● **PROMPT**
Pull each line containing "venus" out of the listing below.

● **DATA FOR THIS TASK**
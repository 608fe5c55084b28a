//! Incident report formatting.

use std::io::{self, Write};

use serde::{Deserialize, Serialize};

use crate::detect::incident::DATE_FORMAT;
use crate::detect::Incident;
use crate::sequencer::EntityKey;

/// Column header of the CSV report.
pub const CSV_HEADER: &str = "TestsAffected, AS, LocationCode, Start, End, URL";

#[derive(Debug, Clone, Copy, Default, PartialEq, Eq, Serialize, Deserialize)]
#[serde(rename_all = "lowercase")]
pub enum ReportFormat {
    #[default]
    Csv,
    /// One JSON object per line.
    Json,
}

#[derive(Serialize)]
struct JsonLine<'a> {
    asn: &'a str,
    loc: &'a str,
    #[serde(flatten)]
    incident: &'a Incident,
    url: String,
}

/// Writes incidents to `out` as they are found.
pub struct Reporter<W: Write> {
    out: W,
    format: ReportFormat,
    viz_base_url: String,
    started: bool,
}

impl<W: Write> Reporter<W> {
    pub fn new(out: W, format: ReportFormat, viz_base_url: &str) -> Self {
        Self {
            out,
            format,
            viz_base_url: viz_base_url.to_string(),
            started: false,
        }
    }

    /// Print the CSV header. Called implicitly by the first incident; call it
    /// directly so an empty report still has one.
    pub fn start(&mut self) -> io::Result<()> {
        if !self.started {
            self.started = true;
            if self.format == ReportFormat::Csv {
                writeln!(self.out, "{CSV_HEADER}")?;
            }
        }
        Ok(())
    }

    pub fn write_incident(&mut self, key: &EntityKey, incident: &Incident) -> io::Result<()> {
        self.start()?;
        let url = incident.url(key, &self.viz_base_url);
        match self.format {
            ReportFormat::Csv => writeln!(
                self.out,
                "{}, {}, {}, {}, {}, {}",
                incident.affected_count,
                key.asn,
                key.loc,
                incident.start.format(DATE_FORMAT),
                incident.end.format(DATE_FORMAT),
                url,
            ),
            ReportFormat::Json => {
                let line = JsonLine {
                    asn: &key.asn,
                    loc: &key.loc,
                    incident,
                    url,
                };
                serde_json::to_writer(&mut self.out, &line)?;
                writeln!(self.out)
            }
        }
    }

    /// Flush and hand back the writer.
    pub fn finish(mut self) -> io::Result<W> {
        self.out.flush()?;
        Ok(self.out)
    }
}

#[cfg(test)]
mod tests {
    use super::*;
    use chrono::NaiveDate;

    fn fixture() -> (EntityKey, Incident) {
        let key = EntityKey {
            asn: "AS2".to_string(),
            loc: "venus".to_string(),
        };
        let incident = Incident {
            start: NaiveDate::from_ymd_opt(2014, 8, 1).unwrap(),
            end: NaiveDate::from_ymd_opt(2016, 6, 1).unwrap(),
            affected_count: 66,
            severity: 0.5,
            good_period_download: 20.0,
            bad_period_download: 11.25,
        };
        (key, incident)
    }

    #[test]
    fn test_csv_line() {
        let (key, incident) = fixture();
        let mut reporter = Reporter::new(Vec::new(), ReportFormat::Csv, "https://viz.example");
        reporter.write_incident(&key, &incident).unwrap();
        let text = String::from_utf8(reporter.finish().unwrap()).unwrap();

        let lines: Vec<&str> = text.lines().collect();
        assert_eq!(lines.len(), 2);
        assert_eq!(lines[0], CSV_HEADER);
        assert_eq!(
            lines[1],
            "66, AS2, venus, 2014-08-01, 2016-06-01, \
             https://viz.example/location/venus?aggr=month&isps=AS2&start=2013-08-01&end=2016-06-01"
        );
    }

    #[test]
    fn test_empty_csv_report_has_header() {
        let mut reporter = Reporter::new(Vec::new(), ReportFormat::Csv, "https://viz.example");
        reporter.start().unwrap();
        reporter.start().unwrap();
        let text = String::from_utf8(reporter.finish().unwrap()).unwrap();
        assert_eq!(text, format!("{CSV_HEADER}\n"));
    }

    #[test]
    fn test_json_line() {
        let (key, incident) = fixture();
        let mut reporter = Reporter::new(Vec::new(), ReportFormat::Json, "https://viz.example");
        reporter.start().unwrap();
        reporter.write_incident(&key, &incident).unwrap();
        let text = String::from_utf8(reporter.finish().unwrap()).unwrap();

        assert_eq!(text.lines().count(), 1);
        let v: serde_json::Value = serde_json::from_str(text.trim_end()).unwrap();
        assert_eq!(v["asn"], "AS2");
        assert_eq!(v["loc"], "venus");
        assert_eq!(v["affected_count"], 66);
        assert_eq!(v["start"], "2014-08-01");
        assert_eq!(v["severity"], 0.5);
        assert!(v["url"].as_str().unwrap().contains("isps=AS2"));
    }
}
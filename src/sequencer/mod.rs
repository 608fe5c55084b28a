//! Regroups a flat, key-clustered record stream into per-key monthly series.
//!
//! Rows arrive grouped by `(asn, loc)`, so every row for one pair is
//! contiguous. The builder keeps exactly one in-flight [`Series`] and hands it
//! to the output queue the moment a row with a different key shows up.

pub mod record;

use std::collections::HashMap;
use std::fmt;
use std::num::NonZeroUsize;

use chrono::NaiveDate;
use serde::Serialize;
use thiserror::Error;
use tokio::sync::mpsc;
use tracing::{debug, warn};

pub use record::Record;

/// Capacity of the series queue unless configured otherwise.
pub const DEFAULT_QUEUE_CAPACITY: NonZeroUsize = match NonZeroUsize::new(100) {
    Some(n) => n,
    None => panic!("default queue capacity is zero"),
};

#[derive(Debug, Error)]
pub enum SequenceError {
    #[error("could not parse month {value:?}")]
    MalformedMonth {
        value: String,
        /// Absent when the text is not shaped like `YYYY-MM` at all.
        #[source]
        source: Option<chrono::ParseError>,
    },

    #[error("download cell must be 8 bytes, got {len}")]
    MalformedDownload { len: usize },

    #[error("series queue closed by consumer")]
    QueueClosed,
}

/// Identity of one time series.
#[derive(Debug, Clone, PartialEq, Eq, Hash, Serialize)]
pub struct EntityKey {
    pub asn: String,
    pub loc: String,
}

impl fmt::Display for EntityKey {
    fn fmt(&self, f: &mut fmt::Formatter<'_>) -> fmt::Result {
        write!(f, "{}/{}", self.asn, self.loc)
    }
}

/// One month of aggregated tests.
#[derive(Debug, Clone, Copy, Default, PartialEq, Serialize)]
pub struct Measurement {
    /// Number of tests in the month.
    pub count: u64,
    /// Median download speed, Mbps.
    pub download: f64,
}

/// A key plus its month -> measurement mapping.
#[derive(Debug, Clone)]
pub struct Series {
    pub key: EntityKey,
    pub samples: HashMap<NaiveDate, Measurement>,
}

impl Series {
    pub fn new(key: EntityKey) -> Self {
        Self {
            key,
            samples: HashMap::new(),
        }
    }

    pub fn len(&self) -> usize {
        self.samples.len()
    }

    pub fn is_empty(&self) -> bool {
        self.samples.is_empty()
    }

    /// Split the mapping into parallel vectors ordered by month.
    pub fn sorted_slices(&self) -> (Vec<NaiveDate>, Vec<Measurement>) {
        let mut dates: Vec<NaiveDate> = self.samples.keys().copied().collect();
        dates.sort_unstable();
        let values = dates.iter().map(|d| self.samples[d]).collect();
        (dates, values)
    }
}

/// Counters kept by a builder over its lifetime.
#[derive(Debug, Clone, Copy, Default, PartialEq, Eq, Serialize)]
pub struct BuilderStats {
    pub records: u64,
    pub series_emitted: u64,
    /// Count cells that failed to parse and were read as zero.
    pub malformed_counts: u64,
}

/// Groups records into [`Series`] and pushes finished ones onto a bounded
/// queue.
///
/// Sending blocks when the queue is full, so the builder must be driven from
/// a blocking context (a plain thread or `spawn_blocking`), never directly
/// from inside an async task.
pub struct SequenceBuilder {
    current: Option<Series>,
    output: mpsc::Sender<Series>,
    stats: BuilderStats,
}

/// Make a builder and the receiving end of its series queue.
pub fn channel(capacity: NonZeroUsize) -> (SequenceBuilder, mpsc::Receiver<Series>) {
    let (tx, rx) = mpsc::channel(capacity.get());
    let builder = SequenceBuilder {
        current: None,
        output: tx,
        stats: BuilderStats::default(),
    };
    (builder, rx)
}

impl SequenceBuilder {
    pub fn stats(&self) -> BuilderStats {
        self.stats
    }

    /// Fold one record into the in-flight series, emitting the previous
    /// series first if the key changed.
    ///
    /// A bad month or download cell is fatal. A bad count is read as zero.
    pub fn process_record(&mut self, record: Record) -> Result<(), SequenceError> {
        let Record { meta, data } = record;
        let month = record::parse_month(&meta.date)?;
        let download = record::decode_download(&data.download)?;
        let count = match record::parse_count(&data.count) {
            Some(c) => c,
            None => {
                warn!(
                    asn = %meta.asn,
                    loc = %meta.loc,
                    month = %meta.date,
                    value = %data.count,
                    "unparseable count, using 0"
                );
                self.stats.malformed_counts += 1;
                0
            }
        };
        let key = EntityKey {
            asn: meta.asn,
            loc: meta.loc,
        };

        if self.current.as_ref().is_some_and(|s| s.key != key) {
            self.emit()?;
        }
        let series = self.current.get_or_insert_with(|| Series::new(key));
        series
            .samples
            .insert(month, Measurement { count, download });
        self.stats.records += 1;
        Ok(())
    }

    /// Emit the last series, if any, and close the queue.
    pub fn finish(mut self) -> Result<BuilderStats, SequenceError> {
        self.emit()?;
        // Dropping `self.output` here is what closes the queue.
        Ok(self.stats)
    }

    fn emit(&mut self) -> Result<(), SequenceError> {
        let Some(series) = self.current.take() else {
            return Ok(());
        };
        debug!(key = %series.key, months = series.len(), "series complete");
        self.output
            .blocking_send(series)
            .map_err(|_| SequenceError::QueueClosed)?;
        self.stats.series_emitted += 1;
        Ok(())
    }
}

● **SOLUTION TO THIS EXERCISE**
            loc: "venus".to_string(),
            "66, AS2, venus, 2014-08-01, 2016-06-01, \
             https://viz.example/location/venus?aggr=month&isps=AS2&start=2013-08-01&end=2016-06-01"
        assert_eq!(v["loc"], "venus");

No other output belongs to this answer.